● Data:
____________________

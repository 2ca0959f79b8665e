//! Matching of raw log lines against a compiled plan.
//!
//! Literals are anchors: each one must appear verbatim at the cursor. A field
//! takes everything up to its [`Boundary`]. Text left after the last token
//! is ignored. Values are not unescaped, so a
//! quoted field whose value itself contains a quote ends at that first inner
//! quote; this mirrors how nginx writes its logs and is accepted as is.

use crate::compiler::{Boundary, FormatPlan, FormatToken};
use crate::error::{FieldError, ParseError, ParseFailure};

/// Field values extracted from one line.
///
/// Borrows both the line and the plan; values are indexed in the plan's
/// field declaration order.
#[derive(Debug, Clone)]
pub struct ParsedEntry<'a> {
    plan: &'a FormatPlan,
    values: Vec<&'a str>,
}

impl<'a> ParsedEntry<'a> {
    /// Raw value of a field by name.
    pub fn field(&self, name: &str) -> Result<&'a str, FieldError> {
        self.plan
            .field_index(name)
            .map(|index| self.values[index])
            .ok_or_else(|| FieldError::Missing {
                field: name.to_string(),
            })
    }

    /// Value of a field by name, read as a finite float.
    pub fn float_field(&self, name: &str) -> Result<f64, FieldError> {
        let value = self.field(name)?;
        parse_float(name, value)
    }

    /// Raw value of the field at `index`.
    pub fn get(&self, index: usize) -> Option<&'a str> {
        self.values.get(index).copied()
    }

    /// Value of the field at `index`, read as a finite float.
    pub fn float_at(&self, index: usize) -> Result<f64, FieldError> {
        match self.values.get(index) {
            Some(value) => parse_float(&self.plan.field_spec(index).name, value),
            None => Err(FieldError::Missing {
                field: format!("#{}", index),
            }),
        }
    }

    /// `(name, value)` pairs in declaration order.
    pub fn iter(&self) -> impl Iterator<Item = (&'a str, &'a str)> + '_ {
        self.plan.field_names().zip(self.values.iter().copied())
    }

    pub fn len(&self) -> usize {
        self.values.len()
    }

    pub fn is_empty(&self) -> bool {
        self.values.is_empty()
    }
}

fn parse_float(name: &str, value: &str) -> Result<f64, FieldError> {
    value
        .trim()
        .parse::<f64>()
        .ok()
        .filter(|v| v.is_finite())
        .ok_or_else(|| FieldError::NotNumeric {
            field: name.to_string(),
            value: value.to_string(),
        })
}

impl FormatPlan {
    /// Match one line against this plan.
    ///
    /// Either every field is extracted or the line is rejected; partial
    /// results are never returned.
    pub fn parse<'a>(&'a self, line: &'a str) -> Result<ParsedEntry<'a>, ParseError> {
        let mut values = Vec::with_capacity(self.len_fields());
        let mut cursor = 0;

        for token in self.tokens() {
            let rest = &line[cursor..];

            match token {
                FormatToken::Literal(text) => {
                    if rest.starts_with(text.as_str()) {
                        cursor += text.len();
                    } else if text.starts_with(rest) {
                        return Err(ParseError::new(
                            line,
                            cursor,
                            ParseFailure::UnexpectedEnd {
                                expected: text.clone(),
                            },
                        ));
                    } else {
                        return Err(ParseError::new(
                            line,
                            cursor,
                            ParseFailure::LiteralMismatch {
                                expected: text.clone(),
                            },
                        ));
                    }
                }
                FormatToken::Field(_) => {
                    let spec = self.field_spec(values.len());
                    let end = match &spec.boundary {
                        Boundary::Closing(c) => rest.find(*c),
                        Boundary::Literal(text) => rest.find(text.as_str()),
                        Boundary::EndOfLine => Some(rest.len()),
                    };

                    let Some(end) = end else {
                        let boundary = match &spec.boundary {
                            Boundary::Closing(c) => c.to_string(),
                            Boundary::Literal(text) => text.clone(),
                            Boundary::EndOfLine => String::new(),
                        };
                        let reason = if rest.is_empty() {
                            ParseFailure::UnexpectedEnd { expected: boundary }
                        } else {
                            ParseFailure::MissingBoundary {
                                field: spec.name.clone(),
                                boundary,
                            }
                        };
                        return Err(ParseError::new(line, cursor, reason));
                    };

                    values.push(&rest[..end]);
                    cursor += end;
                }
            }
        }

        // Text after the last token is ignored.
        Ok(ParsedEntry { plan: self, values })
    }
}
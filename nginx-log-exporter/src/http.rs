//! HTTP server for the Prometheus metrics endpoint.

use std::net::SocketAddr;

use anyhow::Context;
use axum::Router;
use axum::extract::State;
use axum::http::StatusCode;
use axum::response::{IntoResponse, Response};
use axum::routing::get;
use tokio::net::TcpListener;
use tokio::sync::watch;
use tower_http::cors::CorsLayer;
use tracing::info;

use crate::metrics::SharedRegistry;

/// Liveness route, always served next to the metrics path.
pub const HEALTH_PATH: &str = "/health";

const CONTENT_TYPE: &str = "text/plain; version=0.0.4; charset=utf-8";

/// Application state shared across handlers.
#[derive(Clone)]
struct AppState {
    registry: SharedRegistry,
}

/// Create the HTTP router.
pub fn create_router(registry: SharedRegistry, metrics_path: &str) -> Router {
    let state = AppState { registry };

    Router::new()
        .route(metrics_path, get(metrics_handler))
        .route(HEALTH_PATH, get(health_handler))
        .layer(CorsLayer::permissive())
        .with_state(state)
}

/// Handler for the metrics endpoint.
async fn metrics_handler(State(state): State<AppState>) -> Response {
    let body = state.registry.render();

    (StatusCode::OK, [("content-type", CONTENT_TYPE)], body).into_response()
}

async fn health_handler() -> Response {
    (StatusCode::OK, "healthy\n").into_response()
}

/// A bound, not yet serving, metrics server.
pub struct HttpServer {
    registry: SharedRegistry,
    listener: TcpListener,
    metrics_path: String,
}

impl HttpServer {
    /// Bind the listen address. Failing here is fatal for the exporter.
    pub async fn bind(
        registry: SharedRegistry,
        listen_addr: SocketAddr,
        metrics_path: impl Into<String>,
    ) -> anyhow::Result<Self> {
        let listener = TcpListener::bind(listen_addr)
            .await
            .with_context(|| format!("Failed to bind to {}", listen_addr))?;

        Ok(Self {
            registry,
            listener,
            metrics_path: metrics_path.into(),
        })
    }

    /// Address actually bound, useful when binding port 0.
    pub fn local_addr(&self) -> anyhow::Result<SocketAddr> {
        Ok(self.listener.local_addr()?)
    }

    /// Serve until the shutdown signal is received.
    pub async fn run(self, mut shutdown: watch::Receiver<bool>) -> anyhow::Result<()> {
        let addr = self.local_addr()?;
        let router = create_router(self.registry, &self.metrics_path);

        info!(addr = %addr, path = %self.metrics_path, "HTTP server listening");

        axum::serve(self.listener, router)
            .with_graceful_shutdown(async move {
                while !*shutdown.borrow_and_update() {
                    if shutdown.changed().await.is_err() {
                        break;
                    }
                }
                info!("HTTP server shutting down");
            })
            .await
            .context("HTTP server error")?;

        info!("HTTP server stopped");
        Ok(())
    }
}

____________________

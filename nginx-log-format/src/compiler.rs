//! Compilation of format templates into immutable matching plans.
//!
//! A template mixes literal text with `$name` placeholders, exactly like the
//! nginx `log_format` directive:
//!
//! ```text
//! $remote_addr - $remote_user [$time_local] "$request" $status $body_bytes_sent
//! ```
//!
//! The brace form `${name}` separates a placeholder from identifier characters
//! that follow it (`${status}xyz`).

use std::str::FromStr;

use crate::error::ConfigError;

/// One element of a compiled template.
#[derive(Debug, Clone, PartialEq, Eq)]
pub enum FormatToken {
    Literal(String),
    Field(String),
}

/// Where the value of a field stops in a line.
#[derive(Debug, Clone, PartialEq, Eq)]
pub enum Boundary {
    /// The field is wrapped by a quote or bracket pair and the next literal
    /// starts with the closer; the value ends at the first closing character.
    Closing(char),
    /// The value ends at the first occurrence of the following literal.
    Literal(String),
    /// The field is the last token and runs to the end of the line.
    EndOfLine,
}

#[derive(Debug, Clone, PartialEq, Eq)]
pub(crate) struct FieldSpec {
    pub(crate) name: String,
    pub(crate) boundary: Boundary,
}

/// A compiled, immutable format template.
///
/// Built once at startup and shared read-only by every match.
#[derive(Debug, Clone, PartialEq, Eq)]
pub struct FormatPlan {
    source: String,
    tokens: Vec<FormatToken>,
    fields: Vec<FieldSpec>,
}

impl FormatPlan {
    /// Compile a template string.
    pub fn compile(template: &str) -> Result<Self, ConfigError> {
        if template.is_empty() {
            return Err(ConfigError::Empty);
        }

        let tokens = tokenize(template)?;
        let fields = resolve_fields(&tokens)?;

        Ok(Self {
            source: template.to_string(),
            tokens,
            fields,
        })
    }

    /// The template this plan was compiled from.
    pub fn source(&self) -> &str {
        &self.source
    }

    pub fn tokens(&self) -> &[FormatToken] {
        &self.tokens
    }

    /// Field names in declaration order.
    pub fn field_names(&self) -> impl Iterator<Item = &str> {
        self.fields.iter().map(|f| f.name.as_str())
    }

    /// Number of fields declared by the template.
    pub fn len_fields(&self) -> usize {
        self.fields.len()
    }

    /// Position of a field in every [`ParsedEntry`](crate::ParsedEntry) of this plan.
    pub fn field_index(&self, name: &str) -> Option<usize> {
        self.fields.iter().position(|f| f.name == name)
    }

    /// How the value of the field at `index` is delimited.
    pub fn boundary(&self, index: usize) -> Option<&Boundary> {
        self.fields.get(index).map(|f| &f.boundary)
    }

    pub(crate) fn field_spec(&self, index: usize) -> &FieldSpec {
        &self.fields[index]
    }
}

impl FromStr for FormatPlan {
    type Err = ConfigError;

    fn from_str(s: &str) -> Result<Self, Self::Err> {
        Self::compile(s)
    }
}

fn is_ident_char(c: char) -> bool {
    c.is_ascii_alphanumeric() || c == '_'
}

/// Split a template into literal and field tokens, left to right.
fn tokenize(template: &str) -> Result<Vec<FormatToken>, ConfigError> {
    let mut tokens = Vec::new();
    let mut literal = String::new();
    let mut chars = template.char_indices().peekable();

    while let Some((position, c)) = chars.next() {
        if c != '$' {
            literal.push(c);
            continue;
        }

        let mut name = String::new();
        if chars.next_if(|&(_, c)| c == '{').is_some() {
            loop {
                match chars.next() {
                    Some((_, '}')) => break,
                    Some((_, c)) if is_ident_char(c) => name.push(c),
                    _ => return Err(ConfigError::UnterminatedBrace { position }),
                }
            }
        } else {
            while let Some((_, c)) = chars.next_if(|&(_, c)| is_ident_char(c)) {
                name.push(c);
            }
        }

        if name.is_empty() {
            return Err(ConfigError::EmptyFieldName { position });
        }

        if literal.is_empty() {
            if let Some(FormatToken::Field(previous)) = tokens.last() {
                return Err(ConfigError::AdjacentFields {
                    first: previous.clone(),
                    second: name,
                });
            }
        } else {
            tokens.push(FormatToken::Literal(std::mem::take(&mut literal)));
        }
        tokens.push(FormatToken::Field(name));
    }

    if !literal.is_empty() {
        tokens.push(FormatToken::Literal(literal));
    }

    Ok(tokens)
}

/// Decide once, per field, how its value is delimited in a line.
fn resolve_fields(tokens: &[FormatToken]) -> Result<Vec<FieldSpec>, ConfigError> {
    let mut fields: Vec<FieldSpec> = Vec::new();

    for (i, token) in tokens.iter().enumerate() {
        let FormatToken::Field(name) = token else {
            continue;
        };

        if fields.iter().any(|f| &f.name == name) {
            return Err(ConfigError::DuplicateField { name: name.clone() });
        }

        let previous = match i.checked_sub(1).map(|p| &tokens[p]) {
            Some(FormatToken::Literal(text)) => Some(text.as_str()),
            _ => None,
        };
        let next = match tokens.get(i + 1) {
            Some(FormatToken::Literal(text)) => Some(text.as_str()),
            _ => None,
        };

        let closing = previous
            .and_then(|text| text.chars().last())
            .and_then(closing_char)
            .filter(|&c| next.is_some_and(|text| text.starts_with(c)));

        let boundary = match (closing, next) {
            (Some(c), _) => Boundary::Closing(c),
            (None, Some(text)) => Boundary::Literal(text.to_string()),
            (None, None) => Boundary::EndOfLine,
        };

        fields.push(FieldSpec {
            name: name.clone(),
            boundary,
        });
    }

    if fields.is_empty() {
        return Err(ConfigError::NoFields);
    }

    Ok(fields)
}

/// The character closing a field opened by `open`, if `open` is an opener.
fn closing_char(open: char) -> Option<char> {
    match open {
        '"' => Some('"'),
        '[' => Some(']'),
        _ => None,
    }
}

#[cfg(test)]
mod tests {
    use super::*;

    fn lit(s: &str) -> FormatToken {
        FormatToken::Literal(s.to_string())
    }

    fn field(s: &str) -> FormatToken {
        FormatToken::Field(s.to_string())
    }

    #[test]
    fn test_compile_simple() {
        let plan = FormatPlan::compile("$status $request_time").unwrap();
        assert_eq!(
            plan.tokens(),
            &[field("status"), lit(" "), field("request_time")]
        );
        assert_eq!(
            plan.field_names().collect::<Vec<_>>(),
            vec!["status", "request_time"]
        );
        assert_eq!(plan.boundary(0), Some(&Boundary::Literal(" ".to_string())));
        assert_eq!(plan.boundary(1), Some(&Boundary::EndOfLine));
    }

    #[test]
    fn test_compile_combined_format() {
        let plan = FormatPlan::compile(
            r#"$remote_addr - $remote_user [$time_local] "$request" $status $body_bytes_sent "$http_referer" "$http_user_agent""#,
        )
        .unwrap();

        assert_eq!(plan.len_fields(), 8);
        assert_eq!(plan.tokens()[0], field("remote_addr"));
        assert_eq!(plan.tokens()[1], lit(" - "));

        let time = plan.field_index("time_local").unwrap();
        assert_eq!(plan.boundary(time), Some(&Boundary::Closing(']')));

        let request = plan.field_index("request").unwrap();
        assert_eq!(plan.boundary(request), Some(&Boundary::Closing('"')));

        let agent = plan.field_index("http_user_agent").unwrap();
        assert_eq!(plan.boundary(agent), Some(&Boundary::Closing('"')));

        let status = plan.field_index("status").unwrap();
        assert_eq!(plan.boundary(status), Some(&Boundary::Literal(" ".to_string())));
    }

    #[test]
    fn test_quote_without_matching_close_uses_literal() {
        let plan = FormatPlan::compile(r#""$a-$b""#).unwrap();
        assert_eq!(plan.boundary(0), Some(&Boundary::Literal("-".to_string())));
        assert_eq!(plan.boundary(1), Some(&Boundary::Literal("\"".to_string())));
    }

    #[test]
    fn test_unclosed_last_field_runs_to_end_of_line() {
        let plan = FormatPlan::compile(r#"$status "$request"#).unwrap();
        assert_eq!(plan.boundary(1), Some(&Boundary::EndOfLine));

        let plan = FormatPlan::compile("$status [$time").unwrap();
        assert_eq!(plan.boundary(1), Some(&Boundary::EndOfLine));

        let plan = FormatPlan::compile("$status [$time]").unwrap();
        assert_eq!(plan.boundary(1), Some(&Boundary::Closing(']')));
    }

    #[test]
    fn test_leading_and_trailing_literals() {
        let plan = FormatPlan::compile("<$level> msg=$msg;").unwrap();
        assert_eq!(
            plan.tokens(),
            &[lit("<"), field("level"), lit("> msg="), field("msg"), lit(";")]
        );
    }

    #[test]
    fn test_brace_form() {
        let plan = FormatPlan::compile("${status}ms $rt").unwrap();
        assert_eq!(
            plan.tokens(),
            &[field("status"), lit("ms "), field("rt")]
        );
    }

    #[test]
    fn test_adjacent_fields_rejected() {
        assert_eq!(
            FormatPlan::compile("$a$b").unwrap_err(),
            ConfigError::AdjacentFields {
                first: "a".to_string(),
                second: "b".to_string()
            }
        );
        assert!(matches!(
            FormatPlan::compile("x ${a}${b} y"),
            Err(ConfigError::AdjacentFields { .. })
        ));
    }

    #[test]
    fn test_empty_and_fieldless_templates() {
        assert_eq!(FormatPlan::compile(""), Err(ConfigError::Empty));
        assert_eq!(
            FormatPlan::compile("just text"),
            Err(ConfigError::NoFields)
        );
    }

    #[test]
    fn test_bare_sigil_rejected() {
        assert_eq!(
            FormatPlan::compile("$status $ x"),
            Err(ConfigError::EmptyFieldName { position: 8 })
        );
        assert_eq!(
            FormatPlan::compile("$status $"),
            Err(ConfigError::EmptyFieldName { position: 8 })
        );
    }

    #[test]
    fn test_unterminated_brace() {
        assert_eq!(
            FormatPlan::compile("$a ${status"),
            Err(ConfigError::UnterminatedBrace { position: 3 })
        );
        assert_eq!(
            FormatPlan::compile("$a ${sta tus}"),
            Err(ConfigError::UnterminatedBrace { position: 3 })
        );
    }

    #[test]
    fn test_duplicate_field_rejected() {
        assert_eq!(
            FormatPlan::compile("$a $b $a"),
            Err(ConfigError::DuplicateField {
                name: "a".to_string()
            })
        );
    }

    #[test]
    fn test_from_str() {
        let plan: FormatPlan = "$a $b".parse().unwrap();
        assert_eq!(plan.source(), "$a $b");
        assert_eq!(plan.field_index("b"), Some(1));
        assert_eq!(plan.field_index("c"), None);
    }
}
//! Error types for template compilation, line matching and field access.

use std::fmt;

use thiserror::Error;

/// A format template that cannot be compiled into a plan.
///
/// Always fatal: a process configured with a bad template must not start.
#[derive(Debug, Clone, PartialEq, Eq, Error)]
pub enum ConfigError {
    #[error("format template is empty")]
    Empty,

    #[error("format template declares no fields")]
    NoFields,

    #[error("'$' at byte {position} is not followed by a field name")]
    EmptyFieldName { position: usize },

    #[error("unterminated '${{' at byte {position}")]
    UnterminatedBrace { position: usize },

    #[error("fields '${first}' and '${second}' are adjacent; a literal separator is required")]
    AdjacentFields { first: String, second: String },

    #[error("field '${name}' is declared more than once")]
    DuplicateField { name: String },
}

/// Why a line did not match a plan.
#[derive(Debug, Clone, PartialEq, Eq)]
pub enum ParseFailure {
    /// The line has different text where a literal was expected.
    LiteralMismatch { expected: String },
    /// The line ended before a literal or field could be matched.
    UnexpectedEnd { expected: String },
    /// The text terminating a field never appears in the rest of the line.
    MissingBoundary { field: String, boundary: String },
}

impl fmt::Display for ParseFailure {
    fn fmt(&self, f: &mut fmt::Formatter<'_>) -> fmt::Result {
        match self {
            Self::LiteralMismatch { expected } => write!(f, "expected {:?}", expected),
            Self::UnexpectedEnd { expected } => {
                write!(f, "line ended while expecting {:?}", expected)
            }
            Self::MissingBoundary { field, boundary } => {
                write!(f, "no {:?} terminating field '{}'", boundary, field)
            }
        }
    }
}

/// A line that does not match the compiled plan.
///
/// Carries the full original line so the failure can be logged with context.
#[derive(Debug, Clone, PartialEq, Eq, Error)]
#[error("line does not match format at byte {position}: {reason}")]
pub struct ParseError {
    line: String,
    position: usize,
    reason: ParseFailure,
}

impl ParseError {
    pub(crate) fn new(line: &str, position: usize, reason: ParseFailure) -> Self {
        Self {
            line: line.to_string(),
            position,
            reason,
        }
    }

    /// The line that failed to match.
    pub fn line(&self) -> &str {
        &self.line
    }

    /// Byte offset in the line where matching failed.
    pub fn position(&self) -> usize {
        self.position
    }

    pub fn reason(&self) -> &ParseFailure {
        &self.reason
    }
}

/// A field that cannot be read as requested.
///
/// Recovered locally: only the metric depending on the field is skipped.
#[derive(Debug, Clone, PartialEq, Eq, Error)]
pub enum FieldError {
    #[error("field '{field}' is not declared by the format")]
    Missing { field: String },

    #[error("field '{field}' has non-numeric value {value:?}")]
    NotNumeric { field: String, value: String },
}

____________________

● Work order: Give back the records above exactly, limited to the lines between the one holding "pub enum FormatToken" and the one holding "of this plan.", inclusive.

● Result below:
pub enum FormatToken {
    Literal(String),
    Field(String),
}

/// Where the value of a field stops in a line.
#[derive(Debug, Clone, PartialEq, Eq)]
pub enum Boundary {
    /// The field is wrapped by a quote or bracket pair and the next literal
    /// starts with the closer; the value ends at the first closing character.
    Closing(char),
    /// The value ends at the first occurrence of the following literal.
    Literal(String),
    /// The field is the last token and runs to the end of the line.
    EndOfLine,
}

#[derive(Debug, Clone, PartialEq, Eq)]
pub(crate) struct FieldSpec {
    pub(crate) name: String,
    pub(crate) boundary: Boundary,
}

/// A compiled, immutable format template.
///
/// Built once at startup and shared read-only by every match.
#[derive(Debug, Clone, PartialEq, Eq)]
pub struct FormatPlan {
    source: String,
    tokens: Vec<FormatToken>,
    fields: Vec<FieldSpec>,
}

impl FormatPlan {
    /// Compile a template string.
    pub fn compile(template: &str) -> Result<Self, ConfigError> {
        if template.is_empty() {
            return Err(ConfigError::Empty);
        }

        let tokens = tokenize(template)?;
        let fields = resolve_fields(&tokens)?;

        Ok(Self {
            source: template.to_string(),
            tokens,
            fields,
        })
    }

    /// The template this plan was compiled from.
    pub fn source(&self) -> &str {
        &self.source
    }

    pub fn tokens(&self) -> &[FormatToken] {
        &self.tokens
    }

    /// Field names in declaration order.
    pub fn field_names(&self) -> impl Iterator<Item = &str> {
        self.fields.iter().map(|f| f.name.as_str())
    }

    /// Number of fields declared by the template.
    pub fn len_fields(&self) -> usize {
        self.fields.len()
    }

    /// Position of a field in every [`ParsedEntry`](crate::ParsedEntry) of this plan.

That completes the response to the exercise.